» WHAT THE TASK ASKS
What is needed is an exact transcription of every entry below.
○ ○ ○
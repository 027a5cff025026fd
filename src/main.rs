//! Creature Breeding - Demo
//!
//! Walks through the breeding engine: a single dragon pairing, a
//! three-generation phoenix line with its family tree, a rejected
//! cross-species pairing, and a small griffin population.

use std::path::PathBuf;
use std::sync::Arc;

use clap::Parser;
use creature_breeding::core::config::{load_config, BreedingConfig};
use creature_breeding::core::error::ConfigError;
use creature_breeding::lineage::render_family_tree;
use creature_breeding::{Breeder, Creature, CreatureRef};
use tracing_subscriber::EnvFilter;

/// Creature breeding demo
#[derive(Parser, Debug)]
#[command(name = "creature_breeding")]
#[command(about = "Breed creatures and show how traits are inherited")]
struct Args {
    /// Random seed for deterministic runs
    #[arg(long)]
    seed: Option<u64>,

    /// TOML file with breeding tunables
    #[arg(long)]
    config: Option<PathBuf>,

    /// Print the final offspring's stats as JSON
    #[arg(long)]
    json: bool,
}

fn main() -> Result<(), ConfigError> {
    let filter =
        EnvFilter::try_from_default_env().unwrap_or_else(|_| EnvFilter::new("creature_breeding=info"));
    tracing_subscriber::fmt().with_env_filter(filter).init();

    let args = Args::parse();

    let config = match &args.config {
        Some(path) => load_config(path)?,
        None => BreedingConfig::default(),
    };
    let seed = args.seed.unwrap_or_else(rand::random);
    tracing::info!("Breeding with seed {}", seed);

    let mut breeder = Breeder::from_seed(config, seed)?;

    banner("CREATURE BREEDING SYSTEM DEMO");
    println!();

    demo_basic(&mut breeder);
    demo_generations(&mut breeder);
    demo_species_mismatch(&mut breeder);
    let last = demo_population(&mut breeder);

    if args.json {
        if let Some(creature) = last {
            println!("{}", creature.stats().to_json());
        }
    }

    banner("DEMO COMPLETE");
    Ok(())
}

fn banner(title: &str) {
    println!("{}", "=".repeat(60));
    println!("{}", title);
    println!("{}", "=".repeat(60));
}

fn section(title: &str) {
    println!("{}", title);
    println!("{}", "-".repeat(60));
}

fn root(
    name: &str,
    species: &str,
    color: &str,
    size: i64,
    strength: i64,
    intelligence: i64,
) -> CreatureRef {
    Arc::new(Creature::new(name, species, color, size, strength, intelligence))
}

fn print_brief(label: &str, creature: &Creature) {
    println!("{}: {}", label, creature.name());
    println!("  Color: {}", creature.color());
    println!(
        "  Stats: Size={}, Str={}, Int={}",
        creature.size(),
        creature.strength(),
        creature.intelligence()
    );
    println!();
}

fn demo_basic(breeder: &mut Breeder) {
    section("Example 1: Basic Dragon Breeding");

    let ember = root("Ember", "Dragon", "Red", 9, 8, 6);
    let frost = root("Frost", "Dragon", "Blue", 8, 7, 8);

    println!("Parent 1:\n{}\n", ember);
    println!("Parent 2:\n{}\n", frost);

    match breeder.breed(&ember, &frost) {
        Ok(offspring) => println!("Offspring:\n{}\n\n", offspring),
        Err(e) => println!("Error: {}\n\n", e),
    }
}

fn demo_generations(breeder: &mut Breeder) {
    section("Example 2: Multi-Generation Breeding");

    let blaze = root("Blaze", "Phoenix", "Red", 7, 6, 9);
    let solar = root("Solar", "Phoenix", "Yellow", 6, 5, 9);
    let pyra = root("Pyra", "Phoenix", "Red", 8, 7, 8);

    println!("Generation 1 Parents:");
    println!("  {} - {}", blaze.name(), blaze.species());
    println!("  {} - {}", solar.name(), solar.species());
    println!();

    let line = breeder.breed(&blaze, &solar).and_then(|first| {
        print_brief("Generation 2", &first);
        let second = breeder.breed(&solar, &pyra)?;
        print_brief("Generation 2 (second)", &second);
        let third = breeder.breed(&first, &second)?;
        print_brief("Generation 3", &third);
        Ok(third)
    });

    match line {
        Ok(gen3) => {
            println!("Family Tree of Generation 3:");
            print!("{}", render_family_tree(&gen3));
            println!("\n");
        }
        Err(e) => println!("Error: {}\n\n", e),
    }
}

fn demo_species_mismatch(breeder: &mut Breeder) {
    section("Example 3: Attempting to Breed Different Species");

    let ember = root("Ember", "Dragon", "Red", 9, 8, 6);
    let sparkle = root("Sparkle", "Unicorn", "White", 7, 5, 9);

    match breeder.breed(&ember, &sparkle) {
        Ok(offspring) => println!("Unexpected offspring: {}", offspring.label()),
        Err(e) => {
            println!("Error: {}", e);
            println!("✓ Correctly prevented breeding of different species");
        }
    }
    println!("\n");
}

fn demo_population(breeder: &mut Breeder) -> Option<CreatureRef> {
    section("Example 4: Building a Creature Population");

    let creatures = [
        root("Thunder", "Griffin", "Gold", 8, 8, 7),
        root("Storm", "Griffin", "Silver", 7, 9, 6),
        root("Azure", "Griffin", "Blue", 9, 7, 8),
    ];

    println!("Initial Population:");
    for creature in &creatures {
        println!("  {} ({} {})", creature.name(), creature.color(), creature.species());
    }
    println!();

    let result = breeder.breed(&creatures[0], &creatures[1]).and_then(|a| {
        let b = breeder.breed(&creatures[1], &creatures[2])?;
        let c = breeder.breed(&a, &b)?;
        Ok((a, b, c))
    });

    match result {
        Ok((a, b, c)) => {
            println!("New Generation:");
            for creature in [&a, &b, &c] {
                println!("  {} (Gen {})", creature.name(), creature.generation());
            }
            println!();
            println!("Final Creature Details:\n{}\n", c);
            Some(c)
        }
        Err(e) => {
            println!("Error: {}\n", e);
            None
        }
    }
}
○ ○ ○
» RESPONSE TO THIS EXERCISE
repository 027a5cff025026fd
filename src/main.rs
//! Creature Breeding - Demo
//!
//! Walks through the breeding engine: a single dragon pairing, a
//! three-generation phoenix line with its family tree, a rejected
//! cross-species pairing, and a small griffin population.

use std::path::PathBuf;
use std::sync::Arc;

use clap::Parser;
use creature_breeding::core::config::{load_config, BreedingConfig};
use creature_breeding::core::error::ConfigError;
use creature_breeding::lineage::render_family_tree;
use creature_breeding::{Breeder, Creature, CreatureRef};
use tracing_subscriber::EnvFilter;

/// Creature breeding demo
#[derive(Parser, Debug)]
#[command(name = "creature_breeding")]
#[command(about = "Breed creatures and show how traits are inherited")]
struct Args {
    /// Random seed for deterministic runs
    #[arg(long)]
    seed: Option<u64>,

    /// TOML file with breeding tunables
    #[arg(long)]
    config: Option<PathBuf>,

    /// Print the final offspring's stats as JSON
    #[arg(long)]
    json: bool,
}

fn main() -> Result<(), ConfigError> {
    let filter =
        EnvFilter::try_from_default_env().unwrap_or_else(|_| EnvFilter::new("creature_breeding=info"));
    tracing_subscriber::fmt().with_env_filter(filter).init();

    let args = Args::parse();

    let config = match &args.config {
        Some(path) => load_config(path)?,
        None => BreedingConfig::default(),
    };
    let seed = args.seed.unwrap_or_else(rand::random);
    tracing::info!("Breeding with seed {}", seed);

    let mut breeder = Breeder::from_seed(config, seed)?;

    banner("CREATURE BREEDING SYSTEM DEMO");
    println!();

    demo_basic(&mut breeder);
    demo_generations(&mut breeder);
    demo_species_mismatch(&mut breeder);
    let last = demo_population(&mut breeder);

    if args.json {
        if let Some(creature) = last {
            println!("{}", creature.stats().to_json());
        }
    }

    banner("DEMO COMPLETE");
    Ok(())
}

fn banner(title: &str) {
    println!("{}", "=".repeat(60));
    println!("{}", title);
    println!("{}", "=".repeat(60));
}

fn section(title: &str) {
    println!("{}", title);
    println!("{}", "-".repeat(60));
}

fn root(
    name: &str,
    species: &str,
    color: &str,
    size: i64,
    strength: i64,
    intelligence: i64,
) -> CreatureRef {
    Arc::new(Creature::new(name, species, color, size, strength, intelligence))
}

fn print_brief(label: &str, creature: &Creature) {
    println!("{}: {}", label, creature.name());
    println!("  Color: {}", creature.color());
    println!(
        "  Stats: Size={}, Str={}, Int={}",
        creature.size(),
        creature.strength(),
        creature.intelligence()
    );
    println!();
}

fn demo_basic(breeder: &mut Breeder) {
    section("Example 1: Basic Dragon Breeding");

    let ember = root("Ember", "Dragon", "Red", 9, 8, 6);
    let frost = root("Frost", "Dragon", "Blue", 8, 7, 8);

    println!("Parent 1:\n{}\n", ember);
    println!("Parent 2:\n{}\n", frost);

    match breeder.breed(&ember, &frost) {
        Ok(offspring) => println!("Offspring:\n{}\n\n", offspring),
        Err(e) => println!("Error: {}\n\n", e),
    }
}

fn demo_generations(breeder: &mut Breeder) {
    section("Example 2: Multi-Generation Breeding");

    let blaze = root("Blaze", "Phoenix", "Red", 7, 6, 9);
    let solar = root("Solar", "Phoenix", "Yellow", 6, 5, 9);
    let pyra = root("Pyra", "Phoenix", "Red", 8, 7, 8);

    println!("Generation 1 Parents:");
    println!("  {} - {}", blaze.name(), blaze.species());
    println!("  {} - {}", solar.name(), solar.species());
    println!();

    let line = breeder.breed(&blaze, &solar).and_then(|first| {
        print_brief("Generation 2", &first);
        let second = breeder.breed(&solar, &pyra)?;
        print_brief("Generation 2 (second)", &second);
        let third = breeder.breed(&first, &second)?;
        print_brief("Generation 3", &third);
        Ok(third)
    });

    match line {
        Ok(gen3) => {
            println!("Family Tree of Generation 3:");
            print!("{}", render_family_tree(&gen3));
            println!("\n");
        }
        Err(e) => println!("Error: {}\n\n", e),
    }
}

fn demo_species_mismatch(breeder: &mut Breeder) {
    section("Example 3: Attempting to Breed Different Species");

    let ember = root("Ember", "Dragon", "Red", 9, 8, 6);
    let sparkle = root("Sparkle", "Unicorn", "White", 7, 5, 9);

    match breeder.breed(&ember, &sparkle) {
        Ok(offspring) => println!("Unexpected offspring: {}", offspring.label()),
        Err(e) => {
            println!("Error: {}", e);
            println!("✓ Correctly prevented breeding of different species");
        }
    }
    println!("\n");
}

fn demo_population(breeder: &mut Breeder) -> Option<CreatureRef> {
    section("Example 4: Building a Creature Population");

    let creatures = [
        root("Thunder", "Griffin", "Gold", 8, 8, 7),
        root("Storm", "Griffin", "Silver", 7, 9, 6),
        root("Azure", "Griffin", "Blue", 9, 7, 8),
    ];

    println!("Initial Population:");
    for creature in &creatures {
        println!("  {} ({} {})", creature.name(), creature.color(), creature.species());
    }
    println!();

    let result = breeder.breed(&creatures[0], &creatures[1]).and_then(|a| {
        let b = breeder.breed(&creatures[1], &creatures[2])?;
        let c = breeder.breed(&a, &b)?;
        Ok((a, b, c))
    });

    match result {
        Ok((a, b, c)) => {
            println!("New Generation:");
            for creature in [&a, &b, &c] {
                println!("  {} (Gen {})", creature.name(), creature.generation());
            }
            println!();
            println!("Final Creature Details:\n{}\n", c);
            Some(c)
        }
        Err(e) => {
            println!("Error: {}\n", e);
            None
        }
    }
}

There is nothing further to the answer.